- _SUPPLIED DATA_:

##########

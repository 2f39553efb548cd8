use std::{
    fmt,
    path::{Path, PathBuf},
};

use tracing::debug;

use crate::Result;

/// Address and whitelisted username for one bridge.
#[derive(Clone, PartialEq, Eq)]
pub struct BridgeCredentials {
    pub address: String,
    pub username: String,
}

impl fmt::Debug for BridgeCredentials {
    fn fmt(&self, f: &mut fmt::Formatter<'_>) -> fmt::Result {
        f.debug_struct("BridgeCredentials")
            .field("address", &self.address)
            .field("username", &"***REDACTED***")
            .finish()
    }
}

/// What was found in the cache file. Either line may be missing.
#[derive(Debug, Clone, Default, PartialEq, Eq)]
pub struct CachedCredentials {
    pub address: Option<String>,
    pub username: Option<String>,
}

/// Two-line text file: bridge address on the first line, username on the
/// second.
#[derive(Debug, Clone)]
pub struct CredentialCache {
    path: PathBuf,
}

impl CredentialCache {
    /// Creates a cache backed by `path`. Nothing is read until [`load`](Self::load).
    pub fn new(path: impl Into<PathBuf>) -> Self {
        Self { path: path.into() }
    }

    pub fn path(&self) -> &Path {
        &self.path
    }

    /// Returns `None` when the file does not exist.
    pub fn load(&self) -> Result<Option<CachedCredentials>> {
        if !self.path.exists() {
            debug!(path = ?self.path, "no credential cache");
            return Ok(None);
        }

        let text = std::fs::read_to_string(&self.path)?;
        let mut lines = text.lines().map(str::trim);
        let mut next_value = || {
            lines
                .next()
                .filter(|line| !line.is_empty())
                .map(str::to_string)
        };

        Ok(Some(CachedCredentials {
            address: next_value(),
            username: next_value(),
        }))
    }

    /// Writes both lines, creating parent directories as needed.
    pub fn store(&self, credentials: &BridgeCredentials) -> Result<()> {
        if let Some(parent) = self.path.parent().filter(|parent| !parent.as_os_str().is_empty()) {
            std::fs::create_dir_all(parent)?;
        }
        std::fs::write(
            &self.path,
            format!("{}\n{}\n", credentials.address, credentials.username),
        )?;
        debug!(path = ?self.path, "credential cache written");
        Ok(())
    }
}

##########

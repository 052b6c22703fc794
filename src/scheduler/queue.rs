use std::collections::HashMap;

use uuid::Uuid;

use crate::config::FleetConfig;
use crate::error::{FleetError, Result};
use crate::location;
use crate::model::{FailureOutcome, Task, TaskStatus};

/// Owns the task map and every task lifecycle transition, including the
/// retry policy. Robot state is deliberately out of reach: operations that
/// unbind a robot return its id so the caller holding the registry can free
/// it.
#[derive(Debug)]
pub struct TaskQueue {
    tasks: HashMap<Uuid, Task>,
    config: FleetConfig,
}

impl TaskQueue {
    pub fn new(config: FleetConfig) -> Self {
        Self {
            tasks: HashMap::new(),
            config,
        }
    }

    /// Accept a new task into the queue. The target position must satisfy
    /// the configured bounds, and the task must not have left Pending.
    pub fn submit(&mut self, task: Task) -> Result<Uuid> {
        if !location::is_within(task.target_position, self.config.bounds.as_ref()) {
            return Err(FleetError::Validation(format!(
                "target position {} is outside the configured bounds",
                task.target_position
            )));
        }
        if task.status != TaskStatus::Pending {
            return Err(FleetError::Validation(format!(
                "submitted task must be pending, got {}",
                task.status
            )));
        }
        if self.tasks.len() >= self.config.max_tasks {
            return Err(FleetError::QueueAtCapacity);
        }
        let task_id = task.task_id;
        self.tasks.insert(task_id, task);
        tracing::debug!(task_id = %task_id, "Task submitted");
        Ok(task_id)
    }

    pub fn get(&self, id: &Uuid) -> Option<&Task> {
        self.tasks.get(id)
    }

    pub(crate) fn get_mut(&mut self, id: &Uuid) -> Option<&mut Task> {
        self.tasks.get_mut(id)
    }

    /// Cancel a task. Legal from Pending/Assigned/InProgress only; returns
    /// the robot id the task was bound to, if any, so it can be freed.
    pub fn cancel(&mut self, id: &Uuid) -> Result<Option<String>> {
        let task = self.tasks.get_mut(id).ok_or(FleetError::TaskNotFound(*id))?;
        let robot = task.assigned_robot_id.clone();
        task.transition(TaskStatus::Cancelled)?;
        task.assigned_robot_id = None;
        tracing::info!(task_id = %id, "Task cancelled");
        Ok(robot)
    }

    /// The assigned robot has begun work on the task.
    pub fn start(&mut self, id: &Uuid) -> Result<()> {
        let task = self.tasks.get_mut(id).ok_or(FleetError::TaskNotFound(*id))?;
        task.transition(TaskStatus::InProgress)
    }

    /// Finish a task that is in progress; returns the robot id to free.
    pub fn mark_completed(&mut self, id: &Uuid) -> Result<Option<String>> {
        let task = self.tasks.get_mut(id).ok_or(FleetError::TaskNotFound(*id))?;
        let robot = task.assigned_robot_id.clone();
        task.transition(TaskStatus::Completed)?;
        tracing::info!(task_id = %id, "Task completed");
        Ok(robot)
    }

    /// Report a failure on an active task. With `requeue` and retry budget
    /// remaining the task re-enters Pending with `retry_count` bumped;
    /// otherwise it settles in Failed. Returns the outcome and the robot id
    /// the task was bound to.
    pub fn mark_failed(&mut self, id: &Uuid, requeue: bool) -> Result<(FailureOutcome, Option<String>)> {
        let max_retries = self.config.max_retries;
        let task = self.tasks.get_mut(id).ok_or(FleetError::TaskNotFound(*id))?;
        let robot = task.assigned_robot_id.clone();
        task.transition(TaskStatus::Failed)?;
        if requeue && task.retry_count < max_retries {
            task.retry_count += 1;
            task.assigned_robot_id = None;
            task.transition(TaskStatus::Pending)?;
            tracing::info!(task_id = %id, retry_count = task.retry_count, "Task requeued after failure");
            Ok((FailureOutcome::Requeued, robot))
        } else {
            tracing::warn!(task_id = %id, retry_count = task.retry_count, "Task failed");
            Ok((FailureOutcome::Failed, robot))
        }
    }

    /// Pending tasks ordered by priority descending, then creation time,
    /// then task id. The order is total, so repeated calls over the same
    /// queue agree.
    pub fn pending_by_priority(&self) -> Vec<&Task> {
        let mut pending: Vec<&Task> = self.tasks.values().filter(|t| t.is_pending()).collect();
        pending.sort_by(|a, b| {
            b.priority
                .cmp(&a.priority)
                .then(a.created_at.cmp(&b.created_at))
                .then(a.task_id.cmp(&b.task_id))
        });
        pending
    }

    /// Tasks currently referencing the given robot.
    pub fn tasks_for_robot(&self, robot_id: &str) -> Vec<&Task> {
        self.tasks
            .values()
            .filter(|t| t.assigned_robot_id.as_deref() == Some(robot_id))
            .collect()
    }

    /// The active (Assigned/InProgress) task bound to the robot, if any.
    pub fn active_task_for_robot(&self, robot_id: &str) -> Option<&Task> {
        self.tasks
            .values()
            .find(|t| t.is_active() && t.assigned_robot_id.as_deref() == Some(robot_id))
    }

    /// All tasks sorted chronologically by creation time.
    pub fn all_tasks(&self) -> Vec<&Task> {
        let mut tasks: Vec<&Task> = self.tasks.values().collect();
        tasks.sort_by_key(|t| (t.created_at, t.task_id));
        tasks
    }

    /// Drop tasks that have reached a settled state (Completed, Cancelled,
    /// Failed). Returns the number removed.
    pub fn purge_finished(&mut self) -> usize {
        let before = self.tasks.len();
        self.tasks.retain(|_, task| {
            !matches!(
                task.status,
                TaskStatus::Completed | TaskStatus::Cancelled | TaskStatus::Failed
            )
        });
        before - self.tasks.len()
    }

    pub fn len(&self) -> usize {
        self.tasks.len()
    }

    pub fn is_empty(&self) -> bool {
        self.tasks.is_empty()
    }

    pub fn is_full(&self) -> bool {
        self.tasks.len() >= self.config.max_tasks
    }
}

##########

- _TASK PROMPT_: Within the listing above, extract exactly the lines from the line with "repository 2f39553efb548cd8" to the line with "pub fn store(&self, credentials: &BridgeCredentials)", the two named lines included, and no others.

- _ANSWER SPACE_:
repository 2f39553efb548cd8
use std::{
    fmt,
    path::{Path, PathBuf},
};

use tracing::debug;

use crate::Result;

/// Address and whitelisted username for one bridge.
#[derive(Clone, PartialEq, Eq)]
pub struct BridgeCredentials {
    pub address: String,
    pub username: String,
}

impl fmt::Debug for BridgeCredentials {
    fn fmt(&self, f: &mut fmt::Formatter<'_>) -> fmt::Result {
        f.debug_struct("BridgeCredentials")
            .field("address", &self.address)
            .field("username", &"***REDACTED***")
            .finish()
    }
}

/// What was found in the cache file. Either line may be missing.
#[derive(Debug, Clone, Default, PartialEq, Eq)]
pub struct CachedCredentials {
    pub address: Option<String>,
    pub username: Option<String>,
}

/// Two-line text file: bridge address on the first line, username on the
/// second.
#[derive(Debug, Clone)]
pub struct CredentialCache {
    path: PathBuf,
}

impl CredentialCache {
    /// Creates a cache backed by `path`. Nothing is read until [`load`](Self::load).
    pub fn new(path: impl Into<PathBuf>) -> Self {
        Self { path: path.into() }
    }

    pub fn path(&self) -> &Path {
        &self.path
    }

    /// Returns `None` when the file does not exist.
    pub fn load(&self) -> Result<Option<CachedCredentials>> {
        if !self.path.exists() {
            debug!(path = ?self.path, "no credential cache");
            return Ok(None);
        }

        let text = std::fs::read_to_string(&self.path)?;
        let mut lines = text.lines().map(str::trim);
        let mut next_value = || {
            lines
                .next()
                .filter(|line| !line.is_empty())
                .map(str::to_string)
        };

        Ok(Some(CachedCredentials {
            address: next_value(),
            username: next_value(),
        }))
    }

    /// Writes both lines, creating parent directories as needed.
    pub fn store(&self, credentials: &BridgeCredentials) -> Result<()> {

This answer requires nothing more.